ABOUT THIS TASK:
Only the lines from the start of the entries through the line with "use std::hash::Hash;" are wanted; please output them exactly.

Data entries:

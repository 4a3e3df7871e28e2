//! Embedded Cache Module
//!
//! In-process cache combining a hash index with a recency list. Bounded by an
//! estimated byte size, an item count, or both, with optional TTL purging.

use std::collections::HashMap;
use std::hash::Hash;
use std::sync::atomic::{AtomicU64, Ordering};
use std::sync::Arc;
use std::time::{Duration, Instant};

use async_trait::async_trait;
use metrics::{counter, gauge};
use parking_lot::{Mutex, RwLock};
use tokio::sync::watch;
use tracing::{debug, warn};

use crate::cache::{
    check_lengths, ByteSize, Cache, CacheType, EmbeddedStats, Entry, EvictionReason, Fetched,
    RecencyList,
};
use crate::config::EmbeddedConfig;
use crate::context::RequestContext;
use crate::error::Result;
use crate::tasks::{spawn_purge_task, Purgeable};

/// Invoked with every entry removed by eviction, replacement or expiry.
///
/// Runs while the cache's write lock is held and must not call back into the
/// same cache.
pub type EvictCallback<K, V> = Arc<dyn Fn(&K, &V) + Send + Sync>;

struct Index<K, V> {
    slots: HashMap<K, usize>,
    recency: RecencyList<Entry<K, V>>,
    current_bytes: usize,
    stats: EmbeddedStats,
}

struct Shared<K, V> {
    name: String,
    max_bytes: usize,
    max_items: usize,
    ttl: Duration,
    index: RwLock<Index<K, V>>,
    hits: AtomicU64,
    misses: AtomicU64,
    on_evict: Option<EvictCallback<K, V>>,
}

// == Embedded Cache ==
/// Generic in-process cache.
///
/// Recency is insertion/overwrite order: `get` never reorders entries, so the
/// eviction victim is the entry least recently written.
pub struct EmbeddedCache<K, V> {
    shared: Arc<Shared<K, V>>,
    cache_type: CacheType,
    stop_tx: watch::Sender<bool>,
    purge_task: Mutex<Option<tokio::task::JoinHandle<()>>>,
}

impl<K, V> EmbeddedCache<K, V>
where
    K: Hash + Eq + Clone + ByteSize + Send + Sync + 'static,
    V: Clone + ByteSize + Send + Sync + 'static,
{
    // == Constructor ==
    /// Builds the cache, or returns `None` when neither limit is set.
    ///
    /// The purge task is spawned on the current tokio runtime when `ttl` is
    /// non-zero.
    pub fn new(
        name: impl Into<String>,
        cache_type: CacheType,
        config: &EmbeddedConfig,
        on_evict: Option<EvictCallback<K, V>>,
    ) -> Option<Self> {
        let name = name.into();
        if config.max_size_bytes == 0 && config.max_size_items == 0 {
            warn!(cache = %name, "embedded cache has neither a byte nor an item limit, disabled");
            return None;
        }

        let shared = Arc::new(Shared {
            name,
            max_bytes: config.max_size_bytes,
            max_items: config.max_size_items,
            ttl: config.ttl,
            index: RwLock::new(Index {
                slots: HashMap::new(),
                recency: RecencyList::new(),
                current_bytes: 0,
                stats: EmbeddedStats::new(),
            }),
            hits: AtomicU64::new(0),
            misses: AtomicU64::new(0),
            on_evict,
        });

        let (stop_tx, stop_rx) = watch::channel(false);
        let mut purge_task = None;
        if !config.ttl.is_zero() {
            match tokio::runtime::Handle::try_current() {
                Ok(_) => {
                    purge_task = Some(spawn_purge_task(
                        shared.clone(),
                        config.purge_interval,
                        stop_rx,
                    ));
                }
                Err(_) => {
                    warn!(cache = %shared.name, "no tokio runtime, TTL purge task not started");
                }
            }
        }

        Some(Self {
            shared,
            cache_type,
            stop_tx,
            purge_task: Mutex::new(purge_task),
        })
    }

    // == Put ==
    /// Inserts or overwrites one entry, evicting as needed.
    pub fn put(&self, key: K, value: V) {
        let mut index = self.shared.index.write();
        self.shared.put_locked(&mut index, key, value);
        self.shared.report_size(&index);
    }

    /// Inserts many entries under a single lock acquisition.
    pub fn put_many(&self, entries: impl IntoIterator<Item = (K, V)>) {
        let mut index = self.shared.index.write();
        for (key, value) in entries {
            self.shared.put_locked(&mut index, key, value);
        }
        self.shared.report_size(&index);
    }

    // == Get ==
    /// Returns a clone of the value if present and not past its TTL.
    ///
    /// Does not change the entry's position in the recency order.
    pub fn get(&self, key: &K) -> Option<V> {
        let index = self.shared.index.read();
        let value = self.shared.lookup(&index, key, Instant::now());
        drop(index);

        match value {
            Some(v) => {
                self.shared.hits.fetch_add(1, Ordering::Relaxed);
                Some(v)
            }
            None => {
                self.shared.misses.fetch_add(1, Ordering::Relaxed);
                None
            }
        }
    }

    // == Purge ==
    /// Removes every entry older than the TTL as seen at `now`.
    ///
    /// Returns the number of entries removed. A zero TTL never expires anything.
    pub fn purge_expired_at(&self, now: Instant) -> usize {
        self.shared.purge_expired_at(now)
    }

    // == Stop ==
    /// Terminates the purge task and drops every entry in one reset.
    pub fn stop(&self) {
        let mut index = self.shared.index.write();
        let _ = self.stop_tx.send(true);
        self.purge_task.lock().take();
        let dropped = index.recency.len() as u64;
        index.stats.evicted_stopped += dropped;
        counter!(
            "cache_embedded_evicted_total",
            "name" => self.shared.name.clone(),
            "reason" => EvictionReason::Stopped.as_str()
        )
        .increment(dropped);
        index.slots.clear();
        index.recency.clear();
        index.current_bytes = 0;
        self.shared.report_size(&index);
        debug!(cache = %self.shared.name, "embedded cache stopped");
    }

    pub fn len(&self) -> usize {
        self.shared.index.read().recency.len()
    }

    pub fn is_empty(&self) -> bool {
        self.len() == 0
    }

    /// Estimated size of all live entries.
    pub fn current_bytes(&self) -> usize {
        self.shared.index.read().current_bytes
    }

    pub fn stats(&self) -> EmbeddedStats {
        let index = self.shared.index.read();
        let mut stats = index.stats.clone();
        stats.hits = self.shared.hits.load(Ordering::Relaxed);
        stats.misses = self.shared.misses.load(Ordering::Relaxed);
        stats.entries = index.recency.len();
        stats.bytes = index.current_bytes;
        stats
    }

    pub fn name(&self) -> &str {
        &self.shared.name
    }
}

impl<K, V> Shared<K, V>
where
    K: Hash + Eq + Clone + ByteSize,
    V: Clone + ByteSize,
{
    fn put_locked(&self, index: &mut Index<K, V>, key: K, value: V) {
        let replaced = index
            .slots
            .remove(&key)
            .and_then(|slot| index.recency.remove(slot));
        if let Some(old) = &replaced {
            index.current_bytes -= old.size();
        }

        let entry = Entry::new(key, value);
        let size = entry.size();

        if self.max_bytes > 0 && size > self.max_bytes {
            if let Some(old) = replaced {
                self.evicted(index, &old, EvictionReason::TooBig);
            }
            debug!(cache = %self.name, size, max_bytes = self.max_bytes, "entry larger than cache, rejected");
            return;
        }
        if let Some(old) = replaced {
            self.evicted(index, &old, EvictionReason::Replaced);
        }

        while !index.recency.is_empty() && self.over_limit(index, size) {
            if let Some(victim) = index.recency.pop_back() {
                index.slots.remove(&victim.key);
                index.current_bytes -= victim.size();
                self.evicted(index, &victim, EvictionReason::Full);
            }
        }

        let key = entry.key.clone();
        let slot = index.recency.push_front(entry);
        index.slots.insert(key, slot);
        index.current_bytes += size;
    }

    fn over_limit(&self, index: &Index<K, V>, incoming: usize) -> bool {
        (self.max_bytes > 0 && index.current_bytes + incoming > self.max_bytes)
            || (self.max_items > 0 && index.recency.len() >= self.max_items)
    }

    fn lookup(&self, index: &Index<K, V>, key: &K, now: Instant) -> Option<V> {
        let slot = *index.slots.get(key)?;
        let entry = index.recency.get(slot)?;
        if !self.ttl.is_zero() && entry.is_expired_at(now, self.ttl) {
            return None;
        }
        Some(entry.value.clone())
    }

    fn evicted(&self, index: &mut Index<K, V>, entry: &Entry<K, V>, reason: EvictionReason) {
        index.stats.record_eviction(reason);
        counter!("cache_embedded_evicted_total", "name" => self.name.clone(), "reason" => reason.as_str())
            .increment(1);
        if let Some(callback) = &self.on_evict {
            callback(&entry.key, &entry.value);
        }
    }

    fn report_size(&self, index: &Index<K, V>) {
        gauge!("cache_embedded_entries", "name" => self.name.clone()).set(index.recency.len() as f64);
        gauge!("cache_embedded_memory_bytes", "name" => self.name.clone())
            .set(index.current_bytes as f64);
    }

    fn purge_expired_at(&self, now: Instant) -> usize {
        if self.ttl.is_zero() {
            return 0;
        }

        let mut index = self.index.write();
        let expired: Vec<usize> = index
            .recency
            .iter()
            .filter(|(_, entry)| entry.is_expired_at(now, self.ttl))
            .map(|(slot, _)| slot)
            .collect();

        let count = expired.len();
        for slot in expired {
            if let Some(entry) = index.recency.remove(slot) {
                index.slots.remove(&entry.key);
                index.current_bytes -= entry.size();
                self.evicted(&mut index, &entry, EvictionReason::Expired);
            }
        }
        self.report_size(&index);
        count
    }
}

impl<K, V> Purgeable for Shared<K, V>
where
    K: Hash + Eq + Clone + ByteSize + Send + Sync + 'static,
    V: Clone + ByteSize + Send + Sync + 'static,
{
    fn purge_expired(&self) -> usize {
        self.purge_expired_at(Instant::now())
    }

    fn name(&self) -> &str {
        &self.name
    }
}

impl<K, V> Drop for EmbeddedCache<K, V> {
    fn drop(&mut self) {
        let _ = self.stop_tx.send(true);
    }
}

#[async_trait]
impl Cache for EmbeddedCache<String, Vec<u8>> {
    async fn store(
        &self,
        _ctx: &RequestContext,
        keys: Vec<String>,
        values: Vec<Vec<u8>>,
    ) -> Result<()> {
        check_lengths(&keys, &values)?;
        self.put_many(keys.into_iter().zip(values));
        Ok(())
    }

    async fn fetch(&self, _ctx: &RequestContext, keys: Vec<String>) -> Result<Fetched> {
        let now = Instant::now();
        let mut result = Fetched::default();
        {
            let index = self.shared.index.read();
            for key in keys {
                match self.shared.lookup(&index, &key, now) {
                    Some(value) => {
                        result.found.push(key);
                        result.values.push(value);
                    }
                    None => result.missing.push(key),
                }
            }
        }
        self.shared
            .hits
            .fetch_add(result.found.len() as u64, Ordering::Relaxed);
        self.shared
            .misses
            .fetch_add(result.missing.len() as u64, Ordering::Relaxed);
        Ok(result)
    }

    async fn stop(&self) {
        EmbeddedCache::stop(self);
    }

    fn cache_type(&self) -> CacheType {
        self.cache_type
    }
}
//! Tiered Cache Module
//!
//! Composes caches ordered fastest first into one logical cache with
//! read-through backfill.

use std::collections::HashMap;
use std::sync::Arc;

use async_trait::async_trait;
use tracing::{debug, warn};

use crate::cache::{check_lengths, Cache, CacheType, Fetched};
use crate::context::RequestContext;
use crate::error::{CacheError, Result};

// == Tiered Cache ==
/// An ordered list of cache tiers.
pub struct TieredCache {
    tiers: Vec<Arc<dyn Cache>>,
    cache_type: CacheType,
}

impl TieredCache {
    /// Builds the composite; a single tier is returned as-is.
    pub fn new(cache_type: CacheType, mut tiers: Vec<Arc<dyn Cache>>) -> Arc<dyn Cache> {
        if tiers.len() == 1 {
            return tiers.remove(0);
        }
        Arc::new(Self { tiers, cache_type })
    }

    pub fn tiers(&self) -> &[Arc<dyn Cache>] {
        &self.tiers
    }
}

/// True when `cache` is a tiered composite with no tiers, i.e. a no-op cache.
pub fn is_empty_tiered(cache: &dyn Cache) -> bool {
    cache.tier_count() == Some(0)
}

#[async_trait]
impl Cache for TieredCache {
    /// Stores into every tier; the last tier error, if any, is returned.
    async fn store(
        &self,
        ctx: &RequestContext,
        keys: Vec<String>,
        values: Vec<Vec<u8>>,
    ) -> Result<()> {
        check_lengths(&keys, &values)?;

        let mut last_err: Option<CacheError> = None;
        for (i, tier) in self.tiers.iter().enumerate() {
            if let Err(err) = tier.store(ctx, keys.clone(), values.clone()).await {
                warn!(tier = i, error = %err, "tier store failed");
                last_err = Some(err);
            }
        }
        match last_err {
            Some(err) => Err(err),
            None => Ok(()),
        }
    }

    async fn fetch(&self, ctx: &RequestContext, keys: Vec<String>) -> Result<Fetched> {
        let mut found: HashMap<String, Vec<u8>> = HashMap::with_capacity(keys.len());
        let mut missing = keys.clone();

        for (i, tier) in self.tiers.iter().enumerate() {
            if missing.is_empty() {
                break;
            }

            let fetched = match tier.fetch(ctx, missing.clone()).await {
                Ok(fetched) => fetched,
                Err(err) => {
                    warn!(tier = i, error = %err, "tier fetch failed, treating as miss");
                    continue;
                }
            };
            missing = fetched.missing;

            if !fetched.found.is_empty() {
                for (j, faster) in self.tiers[..i].iter().enumerate() {
                    if let Err(err) = faster
                        .store(ctx, fetched.found.clone(), fetched.values.clone())
                        .await
                    {
                        debug!(tier = j, error = %err, "backfill failed");
                    }
                }
            }

            found.extend(fetched.found.into_iter().zip(fetched.values));
        }

        let mut result = Fetched::default();
        for key in keys {
            match found.get(&key).cloned() {
                Some(value) => {
                    result.found.push(key);
                    result.values.push(value);
                }
                None => result.missing.push(key),
            }
        }
        Ok(result)
    }

    async fn stop(&self) {
        for tier in &self.tiers {
            tier.stop().await;
        }
    }

    fn cache_type(&self) -> CacheType {
        self.cache_type
    }

    fn tier_count(&self) -> Option<usize> {
        Some(self.tiers.len())
    }
}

EXERCISE ANSWER:
repository 4a3e3df7871e28e2
//! Embedded Cache Module
//!
//! In-process cache combining a hash index with a recency list. Bounded by an
//! estimated byte size, an item count, or both, with optional TTL purging.

use std::collections::HashMap;
use std::hash::Hash;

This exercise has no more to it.